## DIRECTIONS
Please count the lines in the data below that hold "Entertainment" and answer with the number by itself.

## LISTED RECORDS
****

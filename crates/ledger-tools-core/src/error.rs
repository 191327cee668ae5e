//! Error types for Ledger Tools

use thiserror::Error;

#[derive(Error, Debug)]
pub enum Error {
    #[error("CSV parsing error: {0}")]
    Csv(#[from] csv::Error),

    #[error("IO error: {0}")]
    Io(#[from] std::io::Error),

    #[error("JSON error: {0}")]
    Json(#[from] serde_json::Error),

    #[error("Regex error: {0}")]
    Regex(#[from] regex::Error),

    #[error("Invalid data: {0}")]
    InvalidData(String),

    #[error("Not found: {0}")]
    NotFound(String),

    #[error("Invalid rule {id}: {reason}")]
    InvalidRule { id: String, reason: String },

    #[error("LLM error: {0}")]
    Llm(String),

    #[error("LLM provider not configured")]
    NotConfigured,
}

impl Error {
    pub(crate) fn invalid_rule(id: &str, reason: impl Into<String>) -> Self {
        Error::InvalidRule {
            id: id.to_string(),
            reason: reason.into(),
        }
    }
}

pub type Result<T> = std::result::Result<T, Error>;
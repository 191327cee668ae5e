//! Chart of accounts offered to the LLM and to rule authors

use serde::{Deserialize, Serialize};

use crate::models::OTHER_CHARGES_ACCOUNT;

/// Top-level ledger account class
#[derive(Debug, Clone, Copy, PartialEq, Eq, Serialize, Deserialize)]
pub enum AccountKind {
    Expense,
    Income,
    Asset,
    Liability,
    Equity,
}

impl AccountKind {
    /// Classify an account name by its first segment
    pub fn from_account(name: &str) -> Option<Self> {
        match name.split(':').next()?.trim() {
            "Expenses" => Some(Self::Expense),
            "Income" => Some(Self::Income),
            "Assets" => Some(Self::Asset),
            "Liabilities" => Some(Self::Liability),
            "Equity" => Some(Self::Equity),
            _ => None,
        }
    }
}

/// Seed chart used when the user has not supplied one
const DEFAULT_CHART: &[(&str, AccountKind)] = &[
    ("Expenses:Entertainment:Dining Out", AccountKind::Expense),
    ("Expenses:Entertainment:Movies & Shows", AccountKind::Expense),
    ("Expenses:Entertainment:Other Entertainment", AccountKind::Expense),
    ("Expenses:Entertainment:Parties", AccountKind::Expense),
    ("Expenses:Household:Alcohol", AccountKind::Expense),
    ("Expenses:Household:Food", AccountKind::Expense),
    ("Expenses:Household:Groceries", AccountKind::Expense),
    ("Expenses:Household:Health and Wellness", AccountKind::Expense),
    ("Expenses:Household:Help", AccountKind::Expense),
    ("Expenses:Household:Medicines", AccountKind::Expense),
    ("Expenses:Household:Other Household", AccountKind::Expense),
    ("Expenses:Household:Biduiee", AccountKind::Expense),
    ("Expenses:Rent:House", AccountKind::Expense),
    ("Expenses:Rent:Internet and Phone", AccountKind::Expense),
    ("Expenses:Rent:Washing Machine", AccountKind::Expense),
    ("Expenses:Shopping:Clothes and Apparels", AccountKind::Expense),
    ("Expenses:Shopping:Electronics and Accessories", AccountKind::Expense),
    ("Expenses:Shopping:Gifts", AccountKind::Expense),
    ("Expenses:Shopping:Other Shopping", AccountKind::Expense),
    ("Expenses:Shopping:Subscriptions and Digital Purchases", AccountKind::Expense),
    ("Expenses:Transport:Fuel", AccountKind::Expense),
    ("Expenses:Transport:Taxis", AccountKind::Expense),
    ("Expenses:Travel", AccountKind::Expense),
    ("Expenses:Travel:General", AccountKind::Expense),
    ("Expenses:Travel:Stay", AccountKind::Expense),
    ("Expenses:Travel:Misc. Expenses", AccountKind::Expense),
    ("Expenses:Travel:Trains and Flights", AccountKind::Expense),
    ("Expenses:Travel:Buses and Cabs", AccountKind::Expense),
    ("Expenses:Utilities:Electricity", AccountKind::Expense),
    ("Expenses:Utilities:Gas", AccountKind::Expense),
    ("Expenses:Utilities:Other Utilities", AccountKind::Expense),
    ("Expenses:Utilities:Water", AccountKind::Expense),
    ("Expenses:Others:To Family", AccountKind::Expense),
    ("Expenses:Others:Other Charges", AccountKind::Expense),
    ("Expenses:Others:Insurance Premium", AccountKind::Expense),
    ("Expenses:Others:Taxes", AccountKind::Expense),
    ("Income:Employer:Salary", AccountKind::Income),
    ("Income:Employer:Bonus", AccountKind::Income),
    ("Income:Others", AccountKind::Income),
    ("Income:Reimbursements", AccountKind::Income),
    ("Income:Refund:Credit Card:SBI", AccountKind::Income),
    ("Assets:Checking", AccountKind::Asset),
    ("Assets:Checking:Bank of Baroda", AccountKind::Asset),
    ("Assets:Checking:Punjab National Bank", AccountKind::Asset),
    ("Assets:Checking:Wallet", AccountKind::Asset),
    ("Assets:Mutual Funds:Canara Robeco ELSS", AccountKind::Asset),
    ("Assets:Mutual Funds:Liquid Fund", AccountKind::Asset),
    ("Assets:Mutual Funds:Mirae ELSS", AccountKind::Asset),
    ("Assets:Mutual Funds:Quant ELSS", AccountKind::Asset),
    ("Assets:Mutual Funds:DSP ELSS", AccountKind::Asset),
    ("Assets:Mutual Funds:Quant Active", AccountKind::Asset),
    ("Assets:Other Investments:Employee Provident Fund", AccountKind::Asset),
    ("Assets:Other Investments:NPS", AccountKind::Asset),
    ("Assets:Other Investments:Public Provident Fund", AccountKind::Asset),
    ("Assets:Receivables:Misc Receivables", AccountKind::Asset),
    ("Assets:Receivables:Advance Payments", AccountKind::Asset),
    ("Assets:Shares:AU Bank", AccountKind::Asset),
    ("Assets:Shares:LIC", AccountKind::Asset),
    ("Assets:Other Assets:Secutity Deposit", AccountKind::Asset),
    ("Liabilities:Payables:Akshu", AccountKind::Liability),
    ("Liabilities:Payables:Ananya", AccountKind::Liability),
    ("Liabilities:Payables:Anna", AccountKind::Liability),
    ("Liabilities:Payables:Misc Payables", AccountKind::Liability),
    ("Liabilities:Payables:Mummy", AccountKind::Liability),
    ("Liabilities:Other Liabilities:Akshara Investment", AccountKind::Liability),
    ("Liabilities:Other Liabilities:Akshu Investment", AccountKind::Liability),
    ("Liabilities:Credit Card:SBI", AccountKind::Liability),
    ("Equity", AccountKind::Equity),
];

/// Ordered, de-duplicated list of account names
#[derive(Debug, Clone, Default, PartialEq, Eq)]
pub struct AccountList {
    accounts: Vec<String>,
}

impl AccountList {
    pub fn new<I, S>(accounts: I) -> Self
    where
        I: IntoIterator<Item = S>,
        S: Into<String>,
    {
        let mut list = Self::default();
        for account in accounts {
            list.push(account.into());
        }
        list
    }

    pub fn default_chart() -> Self {
        Self::new(DEFAULT_CHART.iter().map(|(name, _)| *name))
    }

    /// Three accounts that are always valid targets
    pub fn fallback() -> Self {
        Self::new([
            OTHER_CHARGES_ACCOUNT,
            "Expenses:Household:Food",
            "Expenses:Transport:Taxis",
        ])
    }

    /// One account per line; blank lines are ignored
    pub fn from_lines(text: &str) -> Self {
        Self::new(text.lines())
    }

    fn push(&mut self, account: String) {
        let account = account.trim();
        if account.is_empty() || self.contains(account) {
            return;
        }
        self.accounts.push(account.to_string());
    }

    pub fn contains(&self, account: &str) -> bool {
        self.accounts.iter().any(|a| a == account.trim())
    }

    pub fn iter(&self) -> impl Iterator<Item = &str> {
        self.accounts.iter().map(String::as_str)
    }

    pub fn of_kind(&self, kind: AccountKind) -> impl Iterator<Item = &str> {
        self.iter()
            .filter(move |a| AccountKind::from_account(a) == Some(kind))
    }

    pub fn len(&self) -> usize {
        self.accounts.len()
    }

    pub fn is_empty(&self) -> bool {
        self.accounts.is_empty()
    }

    /// `- account` lines for the categorization prompt
    pub fn prompt_listing(&self) -> String {
        self.iter()
            .map(|a| format!("- {}", a))
            .collect::<Vec<_>>()
            .join("\n")
    }
}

****

## SOLUTION FOR THIS PROBLEM
4